**What to do**
Whenever a line below includes the word "Unauthenticated", copy that line.

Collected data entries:
-*-

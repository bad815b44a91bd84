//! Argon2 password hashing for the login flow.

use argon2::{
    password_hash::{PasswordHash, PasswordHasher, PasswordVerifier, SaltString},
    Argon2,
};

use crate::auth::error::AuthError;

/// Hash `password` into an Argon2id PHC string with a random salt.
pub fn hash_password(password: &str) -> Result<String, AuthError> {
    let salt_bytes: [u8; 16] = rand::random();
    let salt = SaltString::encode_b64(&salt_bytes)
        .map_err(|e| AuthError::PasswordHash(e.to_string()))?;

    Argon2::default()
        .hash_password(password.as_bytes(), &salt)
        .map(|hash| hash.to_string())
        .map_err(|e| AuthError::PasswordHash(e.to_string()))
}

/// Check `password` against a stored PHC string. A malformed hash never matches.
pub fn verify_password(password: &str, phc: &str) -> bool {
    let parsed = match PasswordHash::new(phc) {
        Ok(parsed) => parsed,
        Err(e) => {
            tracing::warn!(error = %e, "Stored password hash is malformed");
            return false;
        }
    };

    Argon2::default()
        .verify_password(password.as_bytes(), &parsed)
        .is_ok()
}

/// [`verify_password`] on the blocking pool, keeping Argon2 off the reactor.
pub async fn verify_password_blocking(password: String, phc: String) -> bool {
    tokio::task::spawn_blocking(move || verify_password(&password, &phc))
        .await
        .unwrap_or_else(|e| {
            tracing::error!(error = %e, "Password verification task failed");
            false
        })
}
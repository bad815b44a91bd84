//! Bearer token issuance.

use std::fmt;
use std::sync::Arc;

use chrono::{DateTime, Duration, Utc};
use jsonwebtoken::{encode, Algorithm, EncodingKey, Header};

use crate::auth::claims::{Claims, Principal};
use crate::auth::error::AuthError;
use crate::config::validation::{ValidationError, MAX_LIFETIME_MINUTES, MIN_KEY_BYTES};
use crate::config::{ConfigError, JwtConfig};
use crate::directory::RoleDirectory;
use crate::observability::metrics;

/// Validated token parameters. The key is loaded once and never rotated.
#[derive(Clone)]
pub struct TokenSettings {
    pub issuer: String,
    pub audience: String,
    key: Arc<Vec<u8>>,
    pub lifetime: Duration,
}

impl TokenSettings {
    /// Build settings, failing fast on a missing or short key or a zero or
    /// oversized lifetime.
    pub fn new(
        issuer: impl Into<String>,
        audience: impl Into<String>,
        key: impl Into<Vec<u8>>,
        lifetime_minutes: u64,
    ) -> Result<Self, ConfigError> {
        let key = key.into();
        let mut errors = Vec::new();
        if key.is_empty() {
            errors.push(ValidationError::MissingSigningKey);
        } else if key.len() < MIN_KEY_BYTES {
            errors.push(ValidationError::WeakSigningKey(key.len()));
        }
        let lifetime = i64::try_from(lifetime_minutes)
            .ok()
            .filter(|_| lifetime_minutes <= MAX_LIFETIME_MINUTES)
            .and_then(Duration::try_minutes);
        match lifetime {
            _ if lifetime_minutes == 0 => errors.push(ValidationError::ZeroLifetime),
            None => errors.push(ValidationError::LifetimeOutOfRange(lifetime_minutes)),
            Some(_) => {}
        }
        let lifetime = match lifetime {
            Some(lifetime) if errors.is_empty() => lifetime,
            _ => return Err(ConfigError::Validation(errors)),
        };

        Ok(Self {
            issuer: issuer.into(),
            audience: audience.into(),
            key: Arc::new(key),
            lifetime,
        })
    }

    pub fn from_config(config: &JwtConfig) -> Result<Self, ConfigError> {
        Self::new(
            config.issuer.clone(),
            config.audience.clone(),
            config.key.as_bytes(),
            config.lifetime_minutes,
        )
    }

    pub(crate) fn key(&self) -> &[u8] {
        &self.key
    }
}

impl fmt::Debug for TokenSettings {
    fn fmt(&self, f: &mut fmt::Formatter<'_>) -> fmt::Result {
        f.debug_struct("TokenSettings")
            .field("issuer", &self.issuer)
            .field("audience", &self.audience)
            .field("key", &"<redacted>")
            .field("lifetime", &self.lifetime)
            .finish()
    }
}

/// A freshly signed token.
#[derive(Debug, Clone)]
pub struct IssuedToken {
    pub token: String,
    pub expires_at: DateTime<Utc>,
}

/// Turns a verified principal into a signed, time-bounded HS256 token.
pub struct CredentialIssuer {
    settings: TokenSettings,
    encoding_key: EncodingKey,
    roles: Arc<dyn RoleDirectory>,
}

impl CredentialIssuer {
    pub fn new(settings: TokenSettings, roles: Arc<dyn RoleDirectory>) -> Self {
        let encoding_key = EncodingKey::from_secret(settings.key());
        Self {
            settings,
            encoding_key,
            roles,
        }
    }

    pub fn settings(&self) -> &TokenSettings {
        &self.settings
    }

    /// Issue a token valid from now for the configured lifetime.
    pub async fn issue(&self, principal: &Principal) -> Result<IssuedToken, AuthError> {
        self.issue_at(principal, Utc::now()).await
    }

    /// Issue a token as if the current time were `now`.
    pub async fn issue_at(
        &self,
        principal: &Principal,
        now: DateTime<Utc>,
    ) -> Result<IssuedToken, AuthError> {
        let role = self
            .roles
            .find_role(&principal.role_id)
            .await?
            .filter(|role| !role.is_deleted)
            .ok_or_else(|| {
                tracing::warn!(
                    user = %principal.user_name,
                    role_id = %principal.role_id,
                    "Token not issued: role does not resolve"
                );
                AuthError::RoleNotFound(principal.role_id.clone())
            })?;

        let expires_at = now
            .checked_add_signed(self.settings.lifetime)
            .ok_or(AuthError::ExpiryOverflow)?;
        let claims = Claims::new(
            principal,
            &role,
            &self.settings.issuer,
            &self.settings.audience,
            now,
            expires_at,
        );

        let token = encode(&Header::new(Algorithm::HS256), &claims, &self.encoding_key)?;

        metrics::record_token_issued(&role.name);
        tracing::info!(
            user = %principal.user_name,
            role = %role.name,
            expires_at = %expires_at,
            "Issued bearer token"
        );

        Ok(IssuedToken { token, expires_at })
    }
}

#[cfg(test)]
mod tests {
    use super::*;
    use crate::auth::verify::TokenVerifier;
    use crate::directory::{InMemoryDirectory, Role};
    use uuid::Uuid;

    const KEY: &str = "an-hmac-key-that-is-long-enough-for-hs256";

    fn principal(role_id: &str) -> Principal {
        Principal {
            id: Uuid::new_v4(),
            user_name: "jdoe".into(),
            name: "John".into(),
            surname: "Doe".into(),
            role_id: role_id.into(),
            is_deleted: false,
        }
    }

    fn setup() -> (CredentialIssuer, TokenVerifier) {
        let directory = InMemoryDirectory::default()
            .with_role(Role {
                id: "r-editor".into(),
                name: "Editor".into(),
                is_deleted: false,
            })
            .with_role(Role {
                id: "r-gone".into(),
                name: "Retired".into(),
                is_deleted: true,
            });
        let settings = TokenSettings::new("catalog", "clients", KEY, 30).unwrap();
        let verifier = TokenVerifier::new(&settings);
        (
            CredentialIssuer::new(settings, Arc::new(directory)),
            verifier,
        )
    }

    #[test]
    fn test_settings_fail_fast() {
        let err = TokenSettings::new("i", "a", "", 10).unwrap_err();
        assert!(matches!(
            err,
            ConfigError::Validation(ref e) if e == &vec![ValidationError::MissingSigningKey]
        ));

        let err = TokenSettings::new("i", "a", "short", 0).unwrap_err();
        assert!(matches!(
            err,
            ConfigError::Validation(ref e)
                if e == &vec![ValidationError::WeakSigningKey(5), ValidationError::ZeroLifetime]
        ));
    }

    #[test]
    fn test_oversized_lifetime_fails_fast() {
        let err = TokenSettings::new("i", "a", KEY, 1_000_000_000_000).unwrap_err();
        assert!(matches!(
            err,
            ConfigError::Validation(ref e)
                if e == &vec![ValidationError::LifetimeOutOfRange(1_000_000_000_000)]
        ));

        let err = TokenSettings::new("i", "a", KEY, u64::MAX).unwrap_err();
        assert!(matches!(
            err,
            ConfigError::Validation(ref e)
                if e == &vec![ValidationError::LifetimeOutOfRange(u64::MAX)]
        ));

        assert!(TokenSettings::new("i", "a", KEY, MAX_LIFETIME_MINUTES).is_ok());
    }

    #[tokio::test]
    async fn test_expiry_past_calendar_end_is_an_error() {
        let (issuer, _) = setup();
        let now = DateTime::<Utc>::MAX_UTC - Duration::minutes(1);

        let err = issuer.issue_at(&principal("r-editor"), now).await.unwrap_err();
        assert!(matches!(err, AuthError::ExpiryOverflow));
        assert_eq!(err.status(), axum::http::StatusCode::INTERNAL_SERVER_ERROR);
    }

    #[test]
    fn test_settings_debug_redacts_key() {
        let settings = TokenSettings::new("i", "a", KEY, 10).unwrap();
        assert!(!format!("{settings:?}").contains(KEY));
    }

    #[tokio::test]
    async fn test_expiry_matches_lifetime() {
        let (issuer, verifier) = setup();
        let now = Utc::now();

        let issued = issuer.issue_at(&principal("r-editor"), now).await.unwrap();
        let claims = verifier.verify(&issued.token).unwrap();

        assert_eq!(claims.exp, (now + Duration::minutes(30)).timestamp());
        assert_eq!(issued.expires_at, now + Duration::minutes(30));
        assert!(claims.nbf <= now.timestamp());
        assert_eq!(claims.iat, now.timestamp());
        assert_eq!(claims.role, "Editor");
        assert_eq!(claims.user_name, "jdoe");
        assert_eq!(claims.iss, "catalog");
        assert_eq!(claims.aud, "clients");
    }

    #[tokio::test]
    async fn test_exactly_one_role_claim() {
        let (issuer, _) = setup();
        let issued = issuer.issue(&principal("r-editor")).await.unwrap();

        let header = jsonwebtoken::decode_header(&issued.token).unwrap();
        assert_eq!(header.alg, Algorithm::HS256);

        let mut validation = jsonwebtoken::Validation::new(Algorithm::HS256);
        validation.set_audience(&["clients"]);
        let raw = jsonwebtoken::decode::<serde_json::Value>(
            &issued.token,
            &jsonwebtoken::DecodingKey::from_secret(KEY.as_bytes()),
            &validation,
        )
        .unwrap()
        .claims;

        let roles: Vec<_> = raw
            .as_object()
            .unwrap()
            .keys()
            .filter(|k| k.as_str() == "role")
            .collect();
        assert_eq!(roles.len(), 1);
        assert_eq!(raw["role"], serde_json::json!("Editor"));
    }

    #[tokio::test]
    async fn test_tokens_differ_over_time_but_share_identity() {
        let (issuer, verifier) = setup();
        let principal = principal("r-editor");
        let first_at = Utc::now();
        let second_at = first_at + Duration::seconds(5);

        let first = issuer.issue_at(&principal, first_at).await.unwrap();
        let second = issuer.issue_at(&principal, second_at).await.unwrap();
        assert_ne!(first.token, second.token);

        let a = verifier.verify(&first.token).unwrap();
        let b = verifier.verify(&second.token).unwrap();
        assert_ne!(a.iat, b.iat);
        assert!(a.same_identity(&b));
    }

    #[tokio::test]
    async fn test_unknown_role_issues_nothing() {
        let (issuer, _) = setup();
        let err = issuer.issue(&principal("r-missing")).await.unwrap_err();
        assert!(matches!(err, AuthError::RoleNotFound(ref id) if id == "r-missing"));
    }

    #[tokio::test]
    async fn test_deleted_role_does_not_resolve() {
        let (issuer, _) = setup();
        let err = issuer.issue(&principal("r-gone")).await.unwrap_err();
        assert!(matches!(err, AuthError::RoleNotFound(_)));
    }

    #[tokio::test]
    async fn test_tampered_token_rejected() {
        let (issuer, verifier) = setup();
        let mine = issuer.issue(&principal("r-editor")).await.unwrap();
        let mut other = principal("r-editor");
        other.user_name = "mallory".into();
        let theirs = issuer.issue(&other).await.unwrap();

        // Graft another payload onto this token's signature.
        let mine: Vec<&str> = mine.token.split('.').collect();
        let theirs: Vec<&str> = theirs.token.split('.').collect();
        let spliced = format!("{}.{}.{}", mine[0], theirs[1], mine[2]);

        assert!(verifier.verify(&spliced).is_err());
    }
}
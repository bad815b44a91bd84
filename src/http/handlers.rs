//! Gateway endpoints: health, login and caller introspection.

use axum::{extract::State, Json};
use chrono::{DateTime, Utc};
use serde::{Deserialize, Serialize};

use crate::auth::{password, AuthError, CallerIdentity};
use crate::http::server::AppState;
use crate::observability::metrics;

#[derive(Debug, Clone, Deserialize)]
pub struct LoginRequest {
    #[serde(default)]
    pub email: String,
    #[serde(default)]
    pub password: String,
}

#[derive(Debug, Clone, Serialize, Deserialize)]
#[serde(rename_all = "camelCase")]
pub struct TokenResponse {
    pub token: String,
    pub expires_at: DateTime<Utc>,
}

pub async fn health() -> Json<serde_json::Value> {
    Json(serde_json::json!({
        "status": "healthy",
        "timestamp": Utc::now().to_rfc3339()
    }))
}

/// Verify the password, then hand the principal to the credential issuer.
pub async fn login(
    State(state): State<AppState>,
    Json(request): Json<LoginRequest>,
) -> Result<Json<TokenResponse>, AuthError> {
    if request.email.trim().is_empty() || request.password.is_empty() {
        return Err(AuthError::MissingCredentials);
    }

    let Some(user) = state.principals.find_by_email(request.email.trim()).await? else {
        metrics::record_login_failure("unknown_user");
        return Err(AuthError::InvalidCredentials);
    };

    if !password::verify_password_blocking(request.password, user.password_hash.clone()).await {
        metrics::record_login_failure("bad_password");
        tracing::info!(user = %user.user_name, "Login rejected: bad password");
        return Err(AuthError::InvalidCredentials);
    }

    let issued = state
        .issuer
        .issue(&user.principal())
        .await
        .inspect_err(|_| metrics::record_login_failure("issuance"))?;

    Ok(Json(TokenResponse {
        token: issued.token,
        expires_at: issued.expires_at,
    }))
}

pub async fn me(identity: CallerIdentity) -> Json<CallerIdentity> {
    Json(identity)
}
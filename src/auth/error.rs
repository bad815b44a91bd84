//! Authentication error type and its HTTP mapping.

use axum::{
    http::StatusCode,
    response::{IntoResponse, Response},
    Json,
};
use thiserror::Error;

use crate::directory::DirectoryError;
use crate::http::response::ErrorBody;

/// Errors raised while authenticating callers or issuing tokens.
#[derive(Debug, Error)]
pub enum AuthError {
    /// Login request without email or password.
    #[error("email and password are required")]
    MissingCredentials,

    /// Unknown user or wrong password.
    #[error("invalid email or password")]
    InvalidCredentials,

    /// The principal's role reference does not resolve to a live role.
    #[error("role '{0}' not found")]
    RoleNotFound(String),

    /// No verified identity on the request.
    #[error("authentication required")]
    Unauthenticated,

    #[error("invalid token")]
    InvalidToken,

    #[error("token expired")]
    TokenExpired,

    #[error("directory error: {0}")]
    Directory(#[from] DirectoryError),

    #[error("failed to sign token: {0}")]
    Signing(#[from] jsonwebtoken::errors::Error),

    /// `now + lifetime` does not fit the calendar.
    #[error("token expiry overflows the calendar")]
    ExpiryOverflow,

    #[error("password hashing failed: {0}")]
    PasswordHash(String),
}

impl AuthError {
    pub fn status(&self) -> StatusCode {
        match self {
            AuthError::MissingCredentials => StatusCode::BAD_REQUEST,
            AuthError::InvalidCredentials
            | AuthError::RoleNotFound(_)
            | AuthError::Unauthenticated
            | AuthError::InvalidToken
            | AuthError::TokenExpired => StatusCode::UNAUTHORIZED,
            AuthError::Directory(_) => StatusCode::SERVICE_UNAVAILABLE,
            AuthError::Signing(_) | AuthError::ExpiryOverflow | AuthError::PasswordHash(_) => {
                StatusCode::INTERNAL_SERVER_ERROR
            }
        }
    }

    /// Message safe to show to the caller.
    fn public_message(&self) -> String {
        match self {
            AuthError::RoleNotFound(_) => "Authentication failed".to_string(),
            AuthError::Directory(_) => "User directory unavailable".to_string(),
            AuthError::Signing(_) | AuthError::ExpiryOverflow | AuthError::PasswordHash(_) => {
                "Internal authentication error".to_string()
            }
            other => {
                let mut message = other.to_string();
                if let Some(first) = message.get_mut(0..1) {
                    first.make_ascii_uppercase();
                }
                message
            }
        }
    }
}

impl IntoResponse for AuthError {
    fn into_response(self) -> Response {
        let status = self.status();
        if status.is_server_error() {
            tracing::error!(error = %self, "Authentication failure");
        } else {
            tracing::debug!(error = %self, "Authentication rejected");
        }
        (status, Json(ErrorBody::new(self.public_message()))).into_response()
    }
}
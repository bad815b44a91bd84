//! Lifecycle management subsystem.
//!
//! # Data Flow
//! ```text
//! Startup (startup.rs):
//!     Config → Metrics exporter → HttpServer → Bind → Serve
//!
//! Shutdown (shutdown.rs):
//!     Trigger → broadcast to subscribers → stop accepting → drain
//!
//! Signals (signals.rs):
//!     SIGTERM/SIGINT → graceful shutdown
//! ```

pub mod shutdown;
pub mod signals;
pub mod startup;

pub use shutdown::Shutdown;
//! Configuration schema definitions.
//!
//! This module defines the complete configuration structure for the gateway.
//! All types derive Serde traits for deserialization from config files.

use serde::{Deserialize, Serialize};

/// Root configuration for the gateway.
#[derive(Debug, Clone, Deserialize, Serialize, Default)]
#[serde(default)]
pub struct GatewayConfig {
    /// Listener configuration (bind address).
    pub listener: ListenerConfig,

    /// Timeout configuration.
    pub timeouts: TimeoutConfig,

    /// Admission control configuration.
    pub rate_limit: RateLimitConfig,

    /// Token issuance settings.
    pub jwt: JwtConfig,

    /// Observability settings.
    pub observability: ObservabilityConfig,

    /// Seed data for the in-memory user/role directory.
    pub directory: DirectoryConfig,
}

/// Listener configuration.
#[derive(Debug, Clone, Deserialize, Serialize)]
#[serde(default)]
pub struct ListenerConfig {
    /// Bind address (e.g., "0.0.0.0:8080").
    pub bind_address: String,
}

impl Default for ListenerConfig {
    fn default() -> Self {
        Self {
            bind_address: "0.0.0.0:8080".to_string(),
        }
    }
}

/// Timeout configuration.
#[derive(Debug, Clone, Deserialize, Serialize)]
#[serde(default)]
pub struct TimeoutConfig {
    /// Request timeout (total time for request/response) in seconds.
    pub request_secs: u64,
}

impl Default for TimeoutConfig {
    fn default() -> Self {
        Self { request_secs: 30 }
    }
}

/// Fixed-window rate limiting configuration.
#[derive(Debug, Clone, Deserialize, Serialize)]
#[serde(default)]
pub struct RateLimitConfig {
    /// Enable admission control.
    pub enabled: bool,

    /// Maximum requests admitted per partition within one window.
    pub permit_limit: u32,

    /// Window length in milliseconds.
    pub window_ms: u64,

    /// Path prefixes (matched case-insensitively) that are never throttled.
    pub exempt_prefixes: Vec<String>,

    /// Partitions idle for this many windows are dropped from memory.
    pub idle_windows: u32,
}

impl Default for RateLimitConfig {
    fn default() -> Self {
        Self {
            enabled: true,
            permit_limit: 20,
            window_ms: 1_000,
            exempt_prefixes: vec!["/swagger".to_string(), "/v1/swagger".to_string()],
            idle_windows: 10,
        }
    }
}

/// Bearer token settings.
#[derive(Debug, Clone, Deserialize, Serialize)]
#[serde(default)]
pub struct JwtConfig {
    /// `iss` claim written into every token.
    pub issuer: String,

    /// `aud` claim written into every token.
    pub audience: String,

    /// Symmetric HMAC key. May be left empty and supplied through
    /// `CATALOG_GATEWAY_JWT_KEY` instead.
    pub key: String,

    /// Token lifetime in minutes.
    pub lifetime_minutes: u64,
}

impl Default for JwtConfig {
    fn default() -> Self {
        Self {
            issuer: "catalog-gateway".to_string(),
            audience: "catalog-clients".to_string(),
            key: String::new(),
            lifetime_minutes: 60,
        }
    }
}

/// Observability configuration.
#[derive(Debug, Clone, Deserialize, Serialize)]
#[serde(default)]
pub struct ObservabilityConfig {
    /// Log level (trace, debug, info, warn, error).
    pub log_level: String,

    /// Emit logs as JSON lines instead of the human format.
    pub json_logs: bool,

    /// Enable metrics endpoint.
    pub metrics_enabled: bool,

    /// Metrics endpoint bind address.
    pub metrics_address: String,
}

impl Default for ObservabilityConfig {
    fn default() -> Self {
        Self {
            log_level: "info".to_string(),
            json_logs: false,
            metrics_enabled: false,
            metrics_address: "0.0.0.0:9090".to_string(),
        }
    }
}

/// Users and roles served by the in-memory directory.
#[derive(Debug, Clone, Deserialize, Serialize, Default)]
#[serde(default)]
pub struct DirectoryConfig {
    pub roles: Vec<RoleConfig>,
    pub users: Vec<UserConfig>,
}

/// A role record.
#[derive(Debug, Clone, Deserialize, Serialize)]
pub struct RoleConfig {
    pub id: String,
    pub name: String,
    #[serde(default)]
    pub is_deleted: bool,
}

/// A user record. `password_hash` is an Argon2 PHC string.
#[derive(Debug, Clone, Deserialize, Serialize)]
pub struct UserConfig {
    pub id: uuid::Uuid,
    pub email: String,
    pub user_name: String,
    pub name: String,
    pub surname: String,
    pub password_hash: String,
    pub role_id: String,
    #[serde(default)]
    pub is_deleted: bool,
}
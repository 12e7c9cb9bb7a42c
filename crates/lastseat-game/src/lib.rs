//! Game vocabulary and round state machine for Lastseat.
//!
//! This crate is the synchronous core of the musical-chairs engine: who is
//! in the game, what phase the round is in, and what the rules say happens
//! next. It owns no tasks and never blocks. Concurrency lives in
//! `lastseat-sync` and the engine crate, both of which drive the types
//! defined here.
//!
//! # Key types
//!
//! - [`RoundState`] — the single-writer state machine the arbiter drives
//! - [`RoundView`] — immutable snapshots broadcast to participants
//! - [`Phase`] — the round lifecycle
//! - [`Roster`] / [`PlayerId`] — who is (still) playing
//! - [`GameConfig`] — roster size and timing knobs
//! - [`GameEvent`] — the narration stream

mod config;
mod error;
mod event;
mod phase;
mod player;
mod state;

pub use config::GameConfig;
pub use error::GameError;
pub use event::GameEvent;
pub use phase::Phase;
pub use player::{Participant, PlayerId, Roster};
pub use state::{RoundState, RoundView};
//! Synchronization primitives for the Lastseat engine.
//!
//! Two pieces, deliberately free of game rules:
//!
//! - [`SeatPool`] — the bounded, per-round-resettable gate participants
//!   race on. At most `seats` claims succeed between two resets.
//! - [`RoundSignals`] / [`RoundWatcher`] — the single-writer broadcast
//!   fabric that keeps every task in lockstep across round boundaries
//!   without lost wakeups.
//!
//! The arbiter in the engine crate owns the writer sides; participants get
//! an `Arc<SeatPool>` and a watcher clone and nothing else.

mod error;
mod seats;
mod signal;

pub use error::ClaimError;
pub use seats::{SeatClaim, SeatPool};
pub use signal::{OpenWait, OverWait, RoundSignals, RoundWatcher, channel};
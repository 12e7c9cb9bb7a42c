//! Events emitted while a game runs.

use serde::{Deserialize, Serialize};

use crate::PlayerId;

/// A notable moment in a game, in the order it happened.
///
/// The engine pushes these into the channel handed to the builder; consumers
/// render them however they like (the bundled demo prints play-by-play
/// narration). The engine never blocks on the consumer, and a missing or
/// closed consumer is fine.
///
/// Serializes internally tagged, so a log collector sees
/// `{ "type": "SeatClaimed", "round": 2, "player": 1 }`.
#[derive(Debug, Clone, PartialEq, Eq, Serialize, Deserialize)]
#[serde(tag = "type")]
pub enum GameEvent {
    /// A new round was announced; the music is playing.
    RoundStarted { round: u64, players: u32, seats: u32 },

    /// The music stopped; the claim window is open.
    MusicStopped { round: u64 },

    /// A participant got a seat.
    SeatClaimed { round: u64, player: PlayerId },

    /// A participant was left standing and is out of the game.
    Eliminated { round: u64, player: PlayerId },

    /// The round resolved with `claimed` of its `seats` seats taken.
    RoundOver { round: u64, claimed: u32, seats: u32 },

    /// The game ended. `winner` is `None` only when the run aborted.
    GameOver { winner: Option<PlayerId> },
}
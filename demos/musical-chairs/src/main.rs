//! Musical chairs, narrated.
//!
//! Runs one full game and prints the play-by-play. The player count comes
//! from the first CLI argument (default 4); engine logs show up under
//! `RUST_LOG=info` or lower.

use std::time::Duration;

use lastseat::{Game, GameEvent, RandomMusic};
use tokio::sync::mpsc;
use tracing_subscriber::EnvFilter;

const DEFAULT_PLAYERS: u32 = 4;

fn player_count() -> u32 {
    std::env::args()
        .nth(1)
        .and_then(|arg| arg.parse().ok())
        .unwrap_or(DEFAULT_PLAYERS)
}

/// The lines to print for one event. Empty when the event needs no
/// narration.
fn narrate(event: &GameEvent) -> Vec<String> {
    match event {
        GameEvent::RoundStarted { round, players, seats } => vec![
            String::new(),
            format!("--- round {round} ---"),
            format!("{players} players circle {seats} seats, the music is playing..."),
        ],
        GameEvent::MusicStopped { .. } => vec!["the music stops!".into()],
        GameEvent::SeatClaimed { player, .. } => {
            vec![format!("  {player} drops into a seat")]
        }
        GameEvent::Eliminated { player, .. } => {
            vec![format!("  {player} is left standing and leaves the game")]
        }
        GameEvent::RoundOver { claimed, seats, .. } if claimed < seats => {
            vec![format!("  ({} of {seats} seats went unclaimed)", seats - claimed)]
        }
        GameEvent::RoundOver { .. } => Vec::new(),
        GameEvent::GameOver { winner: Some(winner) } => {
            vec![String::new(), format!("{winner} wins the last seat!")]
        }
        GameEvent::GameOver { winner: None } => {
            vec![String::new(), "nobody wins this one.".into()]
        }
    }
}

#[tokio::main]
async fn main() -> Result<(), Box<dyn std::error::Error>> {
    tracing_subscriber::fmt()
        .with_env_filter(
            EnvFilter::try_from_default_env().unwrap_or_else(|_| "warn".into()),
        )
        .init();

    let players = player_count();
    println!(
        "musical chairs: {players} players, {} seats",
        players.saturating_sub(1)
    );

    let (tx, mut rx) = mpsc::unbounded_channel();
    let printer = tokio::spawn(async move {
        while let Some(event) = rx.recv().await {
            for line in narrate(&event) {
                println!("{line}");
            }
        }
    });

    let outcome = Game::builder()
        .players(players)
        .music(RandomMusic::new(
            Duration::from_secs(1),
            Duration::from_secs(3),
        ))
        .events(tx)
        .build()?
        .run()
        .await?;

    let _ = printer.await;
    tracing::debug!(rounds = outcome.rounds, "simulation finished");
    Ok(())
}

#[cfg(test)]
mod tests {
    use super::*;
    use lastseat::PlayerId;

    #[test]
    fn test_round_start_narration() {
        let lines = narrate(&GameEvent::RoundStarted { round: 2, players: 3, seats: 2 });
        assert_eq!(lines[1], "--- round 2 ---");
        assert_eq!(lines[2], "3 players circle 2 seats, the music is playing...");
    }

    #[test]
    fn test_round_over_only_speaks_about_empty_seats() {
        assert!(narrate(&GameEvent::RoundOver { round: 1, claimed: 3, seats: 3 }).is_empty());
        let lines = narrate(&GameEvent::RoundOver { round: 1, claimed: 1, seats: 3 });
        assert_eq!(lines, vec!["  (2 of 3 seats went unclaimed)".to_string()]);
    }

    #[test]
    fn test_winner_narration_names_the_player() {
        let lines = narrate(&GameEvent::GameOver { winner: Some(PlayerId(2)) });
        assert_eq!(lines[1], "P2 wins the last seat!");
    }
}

-*-

**Exercise response**
    Unauthenticated,
            | AuthError::Unauthenticated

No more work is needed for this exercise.